Even though his hero falls short, Gawain is able through “fairy law” to reclaim his honor. Glowka’s Gawain is left with more than a green sash to wear as a penance for his lack of virtue, but he is also rewarded – of a fashion – for his willingness to make amends.

And though Glowka’s “The Seduction of Sir Gawain” clearly keeps the tradition of the Arthurian temptation fable, it might also fall into the category of a more modern genre, let’s call it the “Cougar Romance.” Surely neither Spenser nor Mallory ever envisaged such a thing.

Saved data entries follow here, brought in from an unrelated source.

//! Per-server settings and the read-only configuration store
//!
//! Each server picks a game mode (the roles to fill and how many sides play)
//! and whether its queue is cleared by the daily reset.

use crate::error::{QueueError, Result};
use crate::types::{Role, ServerId, Side};
use serde::{Deserialize, Serialize};
use std::collections::{HashMap, HashSet};

/// Role requirements of a game
#[derive(Debug, Clone, PartialEq, Eq, Serialize, Deserialize)]
pub struct GameMode {
    /// Mode name used in logs and snapshots
    pub name: String,
    /// Roles every side has to fill, exactly once each
    pub roles: Vec<Role>,
    /// Number of sides (1 or 2)
    pub sides: u8,
}

impl GameMode {
    /// Standard five-versus-five mode
    pub fn five_versus_five() -> Self {
        Self {
            name: "5v5".to_string(),
            roles: Role::ALL.to_vec(),
            sides: 2,
        }
    }

    /// Single-sided mode with the given roles
    pub fn single_side(name: &str, roles: &[Role]) -> Self {
        Self {
            name: name.to_string(),
            roles: roles.to_vec(),
            sides: 1,
        }
    }

    /// Sides taking part in a game of this mode
    pub fn sides(&self) -> &'static [Side] {
        if self.sides >= 2 {
            &Side::ALL
        } else {
            &Side::ALL[..1]
        }
    }

    /// Number of players needed for one game
    pub fn player_count(&self) -> usize {
        self.roles.len() * self.sides().len()
    }

    pub fn requires(&self, role: Role) -> bool {
        self.roles.contains(&role)
    }

    /// Validate the mode definition
    pub fn validate(&self) -> Result<()> {
        if self.roles.is_empty() {
            return Err(QueueError::ConfigurationError {
                message: format!("Game mode '{}' has no roles", self.name),
            }
            .into());
        }

        let unique: HashSet<_> = self.roles.iter().collect();
        if unique.len() != self.roles.len() {
            return Err(QueueError::ConfigurationError {
                message: format!("Game mode '{}' lists a role twice", self.name),
            }
            .into());
        }

        if !(1..=2).contains(&self.sides) {
            return Err(QueueError::ConfigurationError {
                message: format!("Game mode '{}' must have 1 or 2 sides", self.name),
            }
            .into());
        }

        Ok(())
    }
}

impl Default for GameMode {
    fn default() -> Self {
        Self::five_versus_five()
    }
}

/// Settings of one server
#[derive(Debug, Clone, PartialEq, Serialize, Deserialize)]
pub struct ServerSettings {
    /// Whether the daily reset clears this server's queue
    pub queue_reset_enabled: bool,
    /// Game mode used for matchmaking
    pub game_mode: GameMode,
}

impl Default for ServerSettings {
    fn default() -> Self {
        Self {
            queue_reset_enabled: true,
            game_mode: GameMode::default(),
        }
    }
}

/// Read-only access to per-server settings
pub trait ConfigStore: Send + Sync {
    /// Servers with explicit settings
    fn server_ids(&self) -> Vec<ServerId>;

    /// Settings for a server, falling back to defaults for unknown servers
    fn server_settings(&self, server_id: ServerId) -> ServerSettings;
}

/// Static configuration store built once at start-up
#[derive(Debug, Clone, Default)]
pub struct StaticConfigStore {
    defaults: ServerSettings,
    servers: HashMap<ServerId, ServerSettings>,
}

impl StaticConfigStore {
    /// Create a store where every server uses the default settings
    pub fn new() -> Self {
        Self::default()
    }

    /// Create with explicit per-server settings
    pub fn with_servers(
        defaults: ServerSettings,
        servers: HashMap<ServerId, ServerSettings>,
    ) -> Result<Self> {
        defaults.game_mode.validate()?;
        for settings in servers.values() {
            settings.game_mode.validate()?;
        }

        Ok(Self { defaults, servers })
    }

    /// Update one server's settings
    pub fn set_server(&mut self, server_id: ServerId, settings: ServerSettings) -> Result<()> {
        settings.game_mode.validate()?;
        self.servers.insert(server_id, settings);
        Ok(())
    }
}

impl ConfigStore for StaticConfigStore {
    fn server_ids(&self) -> Vec<ServerId> {
        let mut ids: Vec<_> = self.servers.keys().copied().collect();
        ids.sort_unstable();
        ids
    }

    fn server_settings(&self, server_id: ServerId) -> ServerSettings {
        self.servers
            .get(&server_id)
            .cloned()
            .unwrap_or_else(|| self.defaults.clone())
    }
}
impl Matchmaker for RoleMatchmaker {
    fn propose(
        &self,
        server_id: ServerId,
        entries: &[QueueEntry],
        mode: &GameMode,
        ratings: &HashMap<PlayerId, PlayerRating>,
    ) -> Option<CandidateGame> {
        let needed = mode.player_count();
        let sides = mode.sides();
        if entries.len() < needed {
            return None;
        }

        let mut selected: Vec<Unit> = Vec::new();
        let mut count = 0;

        for unit in Self::units_in_order(entries) {
            if count == needed {
                break;
            }
            if count + unit.members.len() > needed {
                continue;
            }
            if !unit.members.iter().all(|(_, role)| mode.requires(*role)) {
                continue;
            }

            selected.push(unit);
            if Self::feasible(&selected, sides, 0, &mut HashSet::new()) {
                count += selected[selected.len() - 1].members.len();
            } else {
                // Skipped for this attempt only, the entries stay queued
                selected.pop();
            }
        }

        if count < needed {
            return None;
        }

        let unit_ratings: Vec<f64> = selected
            .iter()
            .map(|unit| {
                unit.members
                    .iter()
                    .map(|(id, _)| self.rating_of(*id, ratings).rating)
                    .sum()
            })
            .collect();

        let mut best = None;
        Self::balance(
            &selected,
            sides,
            &unit_ratings,
            0,
            &mut HashSet::new(),
            &mut Vec::with_capacity(selected.len()),
            &mut best,
        );
        let (_, placement) = best?;

        let role_order = |role: Role| mode.roles.iter().position(|r| *r == role).unwrap_or(usize::MAX);
        let mut slots: Vec<CandidateSlot> = selected
            .iter()
            .zip(&placement)
            .flat_map(|(unit, side)| {
                unit.members.iter().map(move |(player_id, role)| CandidateSlot {
                    player_id: *player_id,
                    role: *role,
                    side: *side,
                })
            })
            .collect();
        slots.sort_by_key(|slot| (slot.side, role_order(slot.role)));

        let blue_expected_score = (sides.len() == 2).then(|| {
            let team = |side: Side| -> Vec<PlayerRating> {
                slots
                    .iter()
                    .filter(|s| s.side == side)
                    .map(|s| self.rating_of(s.player_id, ratings))
                    .collect()
            };
            self.rating_calculator
                .expected_team_score(&team(Side::Blue), &team(Side::Red))
        });

        Some(CandidateGame {
            server_id,
            mode: mode.name.clone(),
            slots,
            blue_expected_score,
        })
    }
}
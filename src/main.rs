//! Main entry point for the in-house queue service
//!
//! Initializes logging and configuration, runs the queue engine with its
//! scheduler and monitoring endpoints, and shuts down gracefully on signal.

use anyhow::Result;
use clap::Parser;
use inhouse_queue::config::AppConfig;
use inhouse_queue::service::{AppState, HealthCheck};
use std::path::PathBuf;
use std::sync::Arc;
use tokio::signal;
use tokio::time::Duration;
use tracing::{error, info, warn};

/// In-house queue service - role queues, ready checks and game tracking
#[derive(Parser)]
#[command(
    name = "inhouse-queue",
    version,
    about = "Role-based queueing, ready checks and game tracking for in-house matches",
    long_about = "Runs one queue per server: players queue for a role alone or as a duo, \
                 full role sets are offered a ready check, confirmed checks become games, \
                 and scored games update Weng-Lin (OpenSkill) ratings."
)]
struct Args {
    /// Configuration file path
    #[arg(
        short,
        long,
        value_name = "FILE",
        help = "Path to configuration file (TOML format)"
    )]
    config: Option<PathBuf>,

    /// Log level override
    #[arg(
        short,
        long,
        value_name = "LEVEL",
        help = "Override log level (trace, debug, info, warn, error)"
    )]
    log_level: Option<String>,

    /// Health port override
    #[arg(long, value_name = "PORT", help = "Override health and metrics server port")]
    health_port: Option<u16>,

    /// Ready check timeout override
    #[arg(long, value_name = "SECONDS", help = "Override ready check timeout")]
    ready_check_timeout: Option<u64>,

    /// Daily queue reset override
    #[arg(long, value_name = "HH:MM", help = "Override local time of the daily queue reset")]
    queue_reset_time: Option<String>,

    /// Enable debug mode
    #[arg(short, long, help = "Enable debug mode with verbose logging")]
    debug: bool,

    /// Dry run mode (validate config and exit)
    #[arg(
        long,
        help = "Validate configuration and exit without starting service"
    )]
    dry_run: bool,
}

/// Initialize structured logging with the configured level
fn init_logging(log_level: &str) -> Result<()> {
    let subscriber = tracing_subscriber::fmt()
        .with_env_filter(
            tracing_subscriber::EnvFilter::try_from_default_env()
                .unwrap_or_else(|_| log_level.into()),
        )
        .with_target(false)
        .with_thread_ids(true)
        .with_line_number(true)
        .finish();

    tracing::subscriber::set_global_default(subscriber)
        .map_err(|e| anyhow::anyhow!("Failed to initialize logging: {}", e))?;

    Ok(())
}

/// Wait for shutdown signals (SIGINT, SIGTERM)
async fn wait_for_shutdown_signal() {
    let ctrl_c = async {
        if let Err(e) = signal::ctrl_c().await {
            error!("Failed to listen for Ctrl+C: {}", e);
            std::future::pending::<()>().await;
        }
    };

    #[cfg(unix)]
    let terminate = async {
        match signal::unix::signal(signal::unix::SignalKind::terminate()) {
            Ok(mut sigterm) => {
                sigterm.recv().await;
            }
            Err(e) => {
                error!("Failed to install SIGTERM handler: {}", e);
                std::future::pending::<()>().await;
            }
        }
    };

    #[cfg(not(unix))]
    let terminate = std::future::pending::<()>();

    tokio::select! {
        _ = ctrl_c => {
            info!("Received SIGINT (Ctrl+C) signal");
        },
        _ = terminate => {
            info!("Received SIGTERM signal");
        },
    }
}

/// Run periodic health checks
async fn health_check_task(app_state: Arc<AppState>) {
    let mut interval = tokio::time::interval(Duration::from_secs(30));

    while app_state.is_running().await {
        interval.tick().await;

        match HealthCheck::check(app_state.clone()).await {
            Ok(health) => {
                info!(
                    "Health check: {} - {} servers, {} games created, {} scored",
                    health.status,
                    health.stats.servers_active,
                    health.stats.games_created,
                    health.stats.games_scored
                );
            }
            Err(e) => {
                warn!("Health check failed: {}", e);
            }
        }
    }
}

/// Display startup banner with service information
fn display_startup_banner(config: &AppConfig) {
    info!("In-house queue service");
    info!("   Service: {}", config.service.name);
    info!("   Log level: {}", config.service.log_level);
    info!("   Health port: {}", config.service.health_port);
    info!(
        "   Default mode: {} ({} players)",
        config.matchmaking.default_mode.name,
        config.matchmaking.default_mode.player_count()
    );
    info!("   Configured servers: {}", config.servers.len());
    info!("   Ready check timeout: {}s", config.ready_check.timeout_seconds);
    info!(
        "   Queue reset: {}",
        config
            .scheduler
            .queue_reset_time
            .as_deref()
            .unwrap_or("disabled")
    );
    info!(
        "   Tournament results: {}",
        config.scheduler.tournaments_enabled
    );
}

/// Load and merge configuration from environment and CLI arguments
fn load_config(args: &Args) -> Result<AppConfig> {
    let mut config = if let Some(config_path) = &args.config {
        AppConfig::from_file(config_path)?
    } else {
        AppConfig::from_env()?
    };

    // Apply CLI overrides
    if let Some(log_level) = &args.log_level {
        config.service.log_level = log_level.clone();
    }

    if args.debug {
        config.service.log_level = "debug".to_string();
    }

    if let Some(health_port) = args.health_port {
        config.service.health_port = health_port;
    }

    if let Some(timeout) = args.ready_check_timeout {
        config.ready_check.timeout_seconds = timeout;
    }

    if let Some(reset_time) = &args.queue_reset_time {
        config.scheduler.queue_reset_time = Some(reset_time.clone());
    }

    inhouse_queue::config::validate_config(&config)?;
    Ok(config)
}

#[tokio::main]
async fn main() -> Result<()> {
    let args = Args::parse();

    // Load configuration (CLI args can override environment/config file)
    let config = match load_config(&args) {
        Ok(config) => config,
        Err(e) => {
            eprintln!("Configuration error: {:#}", e);
            std::process::exit(1);
        }
    };

    // Initialize logging early (before any other operations)
    if let Err(e) = init_logging(&config.service.log_level) {
        eprintln!("Failed to initialize logging: {}", e);
        std::process::exit(1);
    }

    if args.dry_run {
        info!("Configuration validation successful");
        display_startup_banner(&config);
        info!("Dry run completed - exiting without starting service");
        return Ok(());
    }

    display_startup_banner(&config);

    info!("Initializing service components...");
    let app_state = match AppState::new(config.clone()) {
        Ok(state) => state,
        Err(e) => {
            error!("Failed to initialize application: {}", e);
            std::process::exit(1);
        }
    };

    info!("Starting service...");
    if let Err(e) = app_state.start().await {
        error!("Failed to start service: {}", e);
        std::process::exit(1);
    }

    let health_task = tokio::spawn(health_check_task(app_state.clone()));

    info!("In-house queue service is running");
    info!("Press Ctrl+C to shutdown gracefully...");

    wait_for_shutdown_signal().await;

    info!("Shutdown signal received, beginning graceful shutdown...");
    health_task.abort();

    match tokio::time::timeout(config.shutdown_timeout(), app_state.shutdown()).await {
        Ok(Ok(())) => info!("Graceful shutdown completed successfully"),
        Ok(Err(e)) => error!("Shutdown failed: {}", e),
        Err(_) => warn!("Shutdown timeout exceeded, forcing exit"),
    }

    info!("In-house queue service stopped");
    Ok(())
}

So much of the Arthurian legend was written in a time when English looked like a foreign language to the modern reader, and those who seek the traditional tales may find themselves disappointed as they attempt to plod through the alliterative, Middle English poems or 15th Century prose of a prisoner. But Glowka makes the traditional tale of Sir Gawain accessible to any reader with a wonderfully charming prose.

Whether you are an Arthurian scholar seeking a retelling of an old tale or are just looking for a good story about one of the Knights of the Round Table, surely you will agree that “The Seduction of Sir Gawain” is a tremendous find.